Massive hemoptysis is an emergent condition, and the physician must decide whether interventional management is needed (3). In most cases, massive hemoptysis originates from the bronchial rather than the pulmonary circulation, so BAE is the preferred management. However, non-bronchial systemic arteries may also induce hemoptysis (5).
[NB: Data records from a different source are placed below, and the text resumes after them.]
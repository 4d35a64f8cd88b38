//! Aggregation of the per-category collections into one table
//!
//! Runs once after the stream session ends:
//! - flattens `user` and `entities` into dotted-path columns
//! - projects every category onto a fixed column list
//! - tags rows with their `kind` and concatenates the three blocks
//! - coerces `created_at` to a structured date-time

pub mod export;
mod flatten;
mod table;

pub use export::{export_to_file, write_json_lines};
pub use flatten::{flatten_record, FLATTENED_FIELDS};
pub use table::{Cell, NormalizedTable, Row, KIND_COLUMN};

use chrono::{DateTime, FixedOffset};
use serde_json::{Map, Value};
use thiserror::Error;
use tracing::debug;

use crate::models::{Category, Collections, Record};

/// Provider-native timestamp format, e.g. `Wed Oct 10 20:19:24 +0000 2018`
pub const CREATED_AT_FORMAT: &str = "%a %b %d %H:%M:%S %z %Y";

/// Column holding the creation timestamp
pub const CREATED_AT_COLUMN: &str = "created_at";

/// Default projection of the exported table
pub const DEFAULT_COLUMNS: [&str; 14] = [
    "created_at",
    "id",
    "text",
    "favorite_count",
    "retweet_count",
    "lang",
    "geo",
    "coordinates",
    "source",
    "user.name",
    "user.screen_name",
    "user.location",
    "entities.hashtags",
    "entities.user_mentions",
];

/// Aggregation-specific error types
#[derive(Debug, Error, Clone, PartialEq, Eq)]
pub enum AggregationError {
    #[error("Column '{column}' is missing from every {category} record")]
    MissingColumn { column: String, category: Category },

    #[error("Projection must include the 'created_at' column")]
    MissingTimestampColumn,

    #[error("Invalid created_at value in {category} row {row}: {value}")]
    InvalidTimestamp {
        category: Category,
        row: usize,
        value: String,
    },
}

/// Parse a provider-formatted timestamp
pub fn parse_created_at(value: &str) -> Result<DateTime<FixedOffset>, chrono::ParseError> {
    DateTime::parse_from_str(value, CREATED_AT_FORMAT)
}

/// Format a timestamp back into the provider format
pub fn format_created_at(dt: &DateTime<FixedOffset>) -> String {
    dt.format(CREATED_AT_FORMAT).to_string()
}

/// Builds a [`NormalizedTable`] from the three collections
#[derive(Debug, Clone)]
pub struct Aggregator {
    columns: Vec<String>,
}

impl Default for Aggregator {
    fn default() -> Self {
        Self::new(DEFAULT_COLUMNS.iter().map(|column| column.to_string()).collect())
    }
}

impl Aggregator {
    /// Create an aggregator with a custom projection
    pub fn new(columns: Vec<String>) -> Self {
        Self { columns }
    }

    /// The projection, without the trailing `kind` column
    pub fn columns(&self) -> &[String] {
        &self.columns
    }

    /// Aggregate the collections of a finished session
    pub fn aggregate_collections(
        &self,
        collections: &Collections,
    ) -> Result<NormalizedTable, AggregationError> {
        self.aggregate(&collections.tweets, &collections.retweets, &collections.quoted)
    }

    /// Flatten, project, tag and concatenate the three collections.
    ///
    /// No partial table is produced: any missing column or unparseable
    /// timestamp fails the whole aggregation.
    pub fn aggregate(
        &self,
        tweets: &[Record],
        retweets: &[Record],
        quoted: &[Record],
    ) -> Result<NormalizedTable, AggregationError> {
        let timestamp_index = self
            .columns
            .iter()
            .position(|column| column == CREATED_AT_COLUMN)
            .ok_or(AggregationError::MissingTimestampColumn)?;

        let mut rows = Vec::with_capacity(tweets.len() + retweets.len() + quoted.len());
        for (category, records) in [
            (Category::Tweet, tweets),
            (Category::Retweet, retweets),
            (Category::Quoted, quoted),
        ] {
            let projected = self.project(category, records)?;
            for (index, values) in projected.into_iter().enumerate() {
                rows.push(to_row(category, index, values, timestamp_index)?);
            }
            debug!(category = %category, rows = records.len(), "Category projected");
        }

        Ok(NormalizedTable::new(&self.columns, rows))
    }

    /// Flatten and project one category's records.
    ///
    /// A column must appear in at least one row of a non-empty category;
    /// rows lacking it individually get `null`.
    fn project(
        &self,
        category: Category,
        records: &[Record],
    ) -> Result<Vec<Vec<Value>>, AggregationError> {
        let flattened: Vec<Map<String, Value>> = records.iter().map(flatten_record).collect();
        if flattened.is_empty() {
            return Ok(Vec::new());
        }

        if let Some(column) = self
            .columns
            .iter()
            .find(|column| !flattened.iter().any(|row| row.contains_key(column.as_str())))
        {
            return Err(AggregationError::MissingColumn {
                column: column.clone(),
                category,
            });
        }

        Ok(flattened
            .iter()
            .map(|row| {
                self.columns
                    .iter()
                    .map(|column| row.get(column).cloned().unwrap_or(Value::Null))
                    .collect()
            })
            .collect())
    }
}

fn to_row(
    category: Category,
    index: usize,
    values: Vec<Value>,
    timestamp_index: usize,
) -> Result<Row, AggregationError> {
    let cells = values
        .into_iter()
        .enumerate()
        .map(|(position, value)| {
            if position != timestamp_index {
                return Ok(Cell::Json(value));
            }
            value
                .as_str()
                .and_then(|raw| parse_created_at(raw).ok())
                .map(Cell::DateTime)
                .ok_or_else(|| AggregationError::InvalidTimestamp {
                    category,
                    row: index,
                    value: value.to_string(),
                })
        })
        .collect::<Result<Vec<_>, _>>()?;

    Ok(Row::new(category, cells))
}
BAE was first introduced by Remy et al. (6) in 1973 and has since been used to manage massive and recurrent hemoptysis. The bronchial artery usually originates from the descending thoracic aorta between the lower margin of T4 and the upper margin of T6 (7). Aberrant or anomalous bronchial arteries are defined as those originating at any other level. Cauldwell et al. (7) reported in 1948 that in their examination of 150 human cadavers, 16.7% of the bronchial arteries originated from ectopic areas. Because aberrant bronchial arteries extend along the major bronchi, they can be distinguished from non-bronchial systemic collateral vessels. The most common aberrant bronchial arteries arise from the aortic arch (789). Anomalous bronchial arteries may originate from the subclavian, internal mammary, brachiocephalic, vertebral, carotid, pericardiacophrenic, coronary, esophageal, left gastric, and inferior phrenic arteries; the thyrocervical and costocervical trunks; and the lower descending and abdominal aorta (8910). A bronchial artery arising from a replaced left hepatic artery has not been reported, while two cases have been reported of bronchial arteries arising from the left gastric artery (810). However, Ponnuswamy et al. (4) described a case of additional vessels arising from non-bronchial systemic collateral arteries stemming from the celiac trunk and hepatic artery (4).
In our patient, aortic arch angiography did not show the left bronchial artery in the usual position. At celiac angiography, a certain artery seen on CT arose from a replaced left hepatic artery and coursed over the lower margin of the left bronchus at the level of the carina. Therefore, this is not an artery originating from non-bronchial collateral vessels, but an aberrant bronchial artery originating from an unusual site. Non-bronchial systemic arteries enter the lung parenchyma through the inferior pulmonary ligament or the adherent pleura, and their course does not parallel that of the bronchi.
Jiang et al. (8) and In et al. (10) reported two cases of replaced left bronchial arteries arising from the left gastric artery. According to these authors, the cause of this variation was occlusion of the left bronchial artery due to extensive disease of the left lung, and it was then reconstituted via collateral flow of the esophageal artery from the left gastric artery. Similarly, with respect to our patient, we assume that the left bronchial artery might be reconstituted by collaterals from the replaced left hepatic artery that had arisen from the left gastric artery.
In conclusion, when the bronchial artery of the affected side of the lung is not found on angiography for BAE despite all possible efforts, one must suspect an anomalous origin, and the hepatic artery should be considered a possible site.